▶ **Dataset entries**:
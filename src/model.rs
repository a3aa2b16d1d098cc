// Core structs: PerformanceRow, findings, AuditReport
use chrono::{Days, NaiveDate};
use serde::{Deserialize, Serialize};
use std::fmt;
use thiserror::Error;

/// One search-analytics row as delivered by the collector, before validation.
/// Every field is optional because upstream exports are occasionally inconsistent.
#[derive(Debug, Clone, Default, PartialEq)]
pub struct RawRow {
    pub query: Option<String>,
    pub page: Option<String>,
    pub date: Option<String>,
    pub device: Option<String>,
    pub clicks: Option<f64>,
    pub impressions: Option<f64>,
    pub ctr: Option<f64>,
    pub position: Option<f64>,
}

/// A validated performance row for one (query, page, date).
#[derive(Debug, Clone, PartialEq, Serialize, Deserialize)]
pub struct PerformanceRow {
    pub query: String,
    pub page: String,
    pub date: NaiveDate,
    pub clicks: u64,
    pub impressions: u64,
    pub ctr: f64,
    pub position: f64,
    pub device: Option<String>,
}

impl PerformanceRow {
    pub fn new(
        query: &str,
        page: &str,
        date: NaiveDate,
        clicks: u64,
        impressions: u64,
        position: f64,
    ) -> Self {
        let ctr = if impressions > 0 {
            clicks as f64 / impressions as f64
        } else {
            0.0
        };
        Self {
            query: query.to_string(),
            page: page.to_string(),
            date,
            clicks,
            impressions,
            ctr,
            position,
            device: None,
        }
    }

    /// Checks the invariants the type alone cannot carry.
    pub fn validate(&self) -> Result<(), String> {
        if self.query.trim().is_empty() {
            return Err("empty query".into());
        }
        if self.page.trim().is_empty() {
            return Err("empty page".into());
        }
        if !self.ctr.is_finite() || !(0.0..=1.0).contains(&self.ctr) {
            return Err(format!("ctr {} outside [0, 1]", self.ctr));
        }
        if !self.position.is_finite() || self.position < 1.0 {
            return Err(format!("position {} below 1", self.position));
        }
        if self.clicks > self.impressions {
            return Err(format!(
                "clicks {} exceed impressions {}",
                self.clicks, self.impressions
            ));
        }
        Ok(())
    }
}

impl From<PerformanceRow> for RawRow {
    fn from(row: PerformanceRow) -> Self {
        RawRow {
            query: Some(row.query),
            page: Some(row.page),
            date: Some(row.date.format("%Y-%m-%d").to_string()),
            device: row.device,
            clicks: Some(row.clicks as f64),
            impressions: Some(row.impressions as f64),
            ctr: Some(row.ctr),
            position: Some(row.position),
        }
    }
}

/// Half-open date window `[start, end)`.
#[derive(Debug, Clone, Copy, PartialEq, Eq, Serialize, Deserialize)]
pub struct DateWindow {
    pub start: NaiveDate,
    pub end: NaiveDate,
}

impl DateWindow {
    pub fn new(start: NaiveDate, end: NaiveDate) -> Self {
        Self { start, end }
    }

    /// Window of `days` days ending right before `boundary`, or `None` when
    /// the start falls outside the representable date range.
    pub fn before(boundary: NaiveDate, days: u32) -> Option<Self> {
        let start = boundary.checked_sub_days(Days::new(days as u64))?;
        Some(Self::new(start, boundary))
    }

    /// Window of `days` days starting at `boundary`, or `None` on overflow.
    pub fn starting_at(boundary: NaiveDate, days: u32) -> Option<Self> {
        let end = boundary.checked_add_days(Days::new(days as u64))?;
        Some(Self::new(boundary, end))
    }

    pub fn days(&self) -> i64 {
        (self.end - self.start).num_days()
    }

    pub fn contains(&self, date: NaiveDate) -> bool {
        date >= self.start && date < self.end
    }

    pub fn overlaps(&self, other: &DateWindow) -> bool {
        self.start < other.end && other.start < self.end
    }
}

#[derive(Debug, Clone, Copy, PartialEq, Eq, Serialize, Deserialize)]
#[serde(rename_all = "lowercase")]
pub enum Metric {
    Clicks,
    Impressions,
    Ctr,
}

impl fmt::Display for Metric {
    fn fmt(&self, f: &mut fmt::Formatter<'_>) -> fmt::Result {
        let name = match self {
            Metric::Clicks => "clicks",
            Metric::Impressions => "impressions",
            Metric::Ctr => "ctr",
        };
        f.write_str(name)
    }
}

/// Dimension a finding is keyed by.
#[derive(Debug, Clone, Copy, PartialEq, Eq, Hash, PartialOrd, Ord, Serialize, Deserialize)]
#[serde(rename_all = "lowercase")]
pub enum GroupKey {
    Query,
    Page,
}

impl GroupKey {
    pub fn key_of<'a>(&self, row: &'a PerformanceRow) -> &'a str {
        match self {
            GroupKey::Query => row.query.as_str(),
            GroupKey::Page => row.page.as_str(),
        }
    }
}

#[derive(Debug, Clone, Copy, PartialEq, Eq, Serialize, Deserialize)]
#[serde(rename_all = "lowercase")]
pub enum Priority {
    High,
    Medium,
}

/// One page competing for a query, aggregated over the analysis window.
#[derive(Debug, Clone, PartialEq, Serialize, Deserialize)]
pub struct PageRanking {
    pub page: String,
    pub clicks: u64,
    pub impressions: u64,
    pub position: f64,
    pub ctr: f64,
}

#[derive(Debug, Clone, PartialEq, Serialize, Deserialize)]
pub struct CannibalizationGroup {
    pub query: String,
    /// Ordered so that `pages[0]` is the primary page.
    pub pages: Vec<PageRanking>,
    pub primary_page: String,
    pub total_clicks: u64,
    pub total_impressions: u64,
    pub avg_position: f64,
    pub best_position: f64,
    pub potential_additional_clicks: f64,
    pub priority: Priority,
}

#[derive(Debug, Clone, PartialEq, Serialize, Deserialize)]
pub struct OpportunityKeyword {
    pub query: String,
    pub page: String,
    pub position: f64,
    pub impressions: u64,
    pub clicks: u64,
    pub potential_clicks: f64,
    pub click_increase: f64,
}

/// Question-style query close enough to the top to compete for a featured snippet.
#[derive(Debug, Clone, PartialEq, Serialize, Deserialize)]
pub struct FeaturedSnippetOpportunity {
    pub query: String,
    pub position: f64,
    pub impressions: u64,
    pub clicks: u64,
}

/// Title/meta rewrite candidate: a low-CTR page clicked less than its position predicts.
#[derive(Debug, Clone, PartialEq, Serialize, Deserialize)]
pub struct QuickWin {
    pub page: String,
    pub current_ctr: f64,
    pub expected_ctr: f64,
    pub impressions: u64,
    pub potential_additional_clicks: f64,
}

#[derive(Debug, Clone, Copy, PartialEq, Eq, Serialize, Deserialize)]
#[serde(rename_all = "lowercase")]
pub enum ChangeKind {
    Decline,
    Growth,
    /// Nothing in window A, something in window B.
    New,
    /// Something in window A, nothing in window B.
    Lost,
}

#[derive(Debug, Clone, PartialEq, Serialize, Deserialize)]
pub struct DecayAlert {
    pub dimension: GroupKey,
    pub subject: String,
    pub metric: Metric,
    pub window_a_value: f64,
    pub window_b_value: f64,
    /// `None` when window A is zero and the change is classified as `New`.
    pub percent_change: Option<f64>,
    pub kind: ChangeKind,
}

#[derive(Debug, Clone, PartialEq, Serialize, Deserialize)]
pub struct LowCtrPage {
    pub page: String,
    pub clicks: u64,
    pub impressions: u64,
    pub ctr: f64,
    pub position: f64,
}

#[derive(Debug, Clone, PartialEq, Serialize, Deserialize)]
pub struct ZeroClickPage {
    pub page: String,
    pub impressions: u64,
    pub position: f64,
}

#[derive(Debug, Clone, PartialEq, Serialize, Deserialize)]
pub struct QualityReport {
    pub pages_analyzed: usize,
    pub low_ctr_pages: Vec<LowCtrPage>,
    pub zero_click_pages: Vec<ZeroClickPage>,
    pub declining_pages: usize,
    pub quality_score: f64,
}

#[derive(Debug, Clone, Copy, PartialEq, Eq, Serialize, Deserialize)]
#[serde(rename_all = "lowercase")]
pub enum TrendDirection {
    Growing,
    Declining,
    Stable,
}

#[derive(Debug, Clone, Copy, PartialEq, Eq, Serialize, Deserialize)]
#[serde(rename_all = "lowercase")]
pub enum Volatility {
    Low,
    Medium,
    High,
}

#[derive(Debug, Clone, PartialEq, Serialize, Deserialize)]
pub struct TrafficTrend {
    pub direction: TrendDirection,
    pub growth_rate_pct: f64,
    pub volatility: Volatility,
}

#[derive(Debug, Clone, PartialEq, Serialize, Deserialize)]
pub struct DeviceTotals {
    pub device: String,
    pub clicks: u64,
    pub impressions: u64,
    pub ctr: f64,
    pub position: f64,
}

/// A page ranking noticeably differently on mobile and desktop.
#[derive(Debug, Clone, PartialEq, Serialize, Deserialize)]
pub struct DeviceGap {
    pub page: String,
    pub mobile_position: f64,
    pub desktop_position: f64,
    /// Mobile minus desktop; positive means mobile ranks worse.
    pub position_gap: f64,
    pub mobile_clicks: u64,
    pub desktop_clicks: u64,
}

#[derive(Debug, Clone, Default, PartialEq, Serialize, Deserialize)]
pub struct DeviceComparison {
    pub problematic_pages: Vec<DeviceGap>,
    pub device_summary: Vec<DeviceTotals>,
}

#[derive(Debug, Clone, Default, PartialEq, Serialize, Deserialize)]
pub struct AuditSummary {
    pub total_rows: usize,
    pub analyzed_rows: usize,
    pub skipped_rows: usize,
    pub duplicate_rows: usize,
    pub cannibalization_groups: usize,
    pub opportunities: usize,
    pub decay_alerts: usize,
    pub declines: usize,
    pub growths: usize,
    pub low_ctr_pages: usize,
    pub zero_click_pages: usize,
    #[serde(default)]
    pub featured_snippets: usize,
    #[serde(default)]
    pub quick_wins: usize,
    #[serde(default)]
    pub device_gap_pages: usize,
}

#[derive(Debug, Clone, Copy, PartialEq, Eq, Serialize, Deserialize)]
#[serde(rename_all = "snake_case")]
pub enum AuditWarning {
    EmptyInput,
}

#[derive(Debug, Clone, PartialEq, Serialize, Deserialize)]
pub struct AuditReport {
    pub window_a: DateWindow,
    pub window_b: DateWindow,
    pub cannibalization: Vec<CannibalizationGroup>,
    pub opportunities: Vec<OpportunityKeyword>,
    // Reports stored before these sections existed deserialize with them empty.
    #[serde(default)]
    pub featured_snippets: Vec<FeaturedSnippetOpportunity>,
    #[serde(default)]
    pub quick_wins: Vec<QuickWin>,
    pub decay: Vec<DecayAlert>,
    pub quality: Option<QualityReport>,
    /// Present only when the input was split by device.
    #[serde(default)]
    pub devices: Option<DeviceComparison>,
    pub trend: TrafficTrend,
    pub summary: AuditSummary,
    pub warnings: Vec<AuditWarning>,
}

#[derive(Debug, Error)]
pub enum AnalysisError {
    #[error("invalid row {row}: {reason}")]
    Validation { row: usize, reason: String },
    #[error("configuration error: {0}")]
    Configuration(String),
}

#[derive(Debug, Error)]
pub enum ParserError {
    #[error("malformed search analytics body: {0}")]
    Json(#[from] serde_json::Error),
    #[error("unsupported dimension: {0}")]
    UnsupportedDimension(String),
    #[error("required dimension missing: {0}")]
    MissingDimension(&'static str),
    #[error("failed to read input: {0}")]
    Io(#[from] std::io::Error),
}

#[derive(Debug, Error)]
pub enum StorageError {
    #[error("database error: {0}")]
    DatabaseError(#[from] rusqlite::Error),
    #[error("report serialization failed: {0}")]
    Serialization(#[from] serde_json::Error),
}

#[derive(Debug, Error)]
pub enum InsightError {
    #[error("request failed: {0}")]
    Http(#[from] reqwest::Error),
    #[error("provider responded [{status}]: {body}")]
    Api { status: u16, body: String },
    #[error("unexpected provider response: {0}")]
    UnexpectedResponse(String),
    #[error("environment variable {0} is not set")]
    MissingApiKey(String),
    #[error("prompt serialization failed: {0}")]
    Serialization(#[from] serde_json::Error),
}

/// Narrative output for one prompt. Exactly one of `text` and `error` is set.
#[derive(Debug, Clone, PartialEq, Serialize, Deserialize)]
pub struct InsightSection {
    pub name: String,
    pub text: Option<String>,
    pub error: Option<String>,
}

#[derive(Debug, Clone, Default, PartialEq, Serialize, Deserialize)]
pub struct AuditInsights {
    pub sections: Vec<InsightSection>,
}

▶ **Instructions for the task**:
For the records above, state how many lines contain "contains", and nothing more.

▶ **Result for this exercise**:
2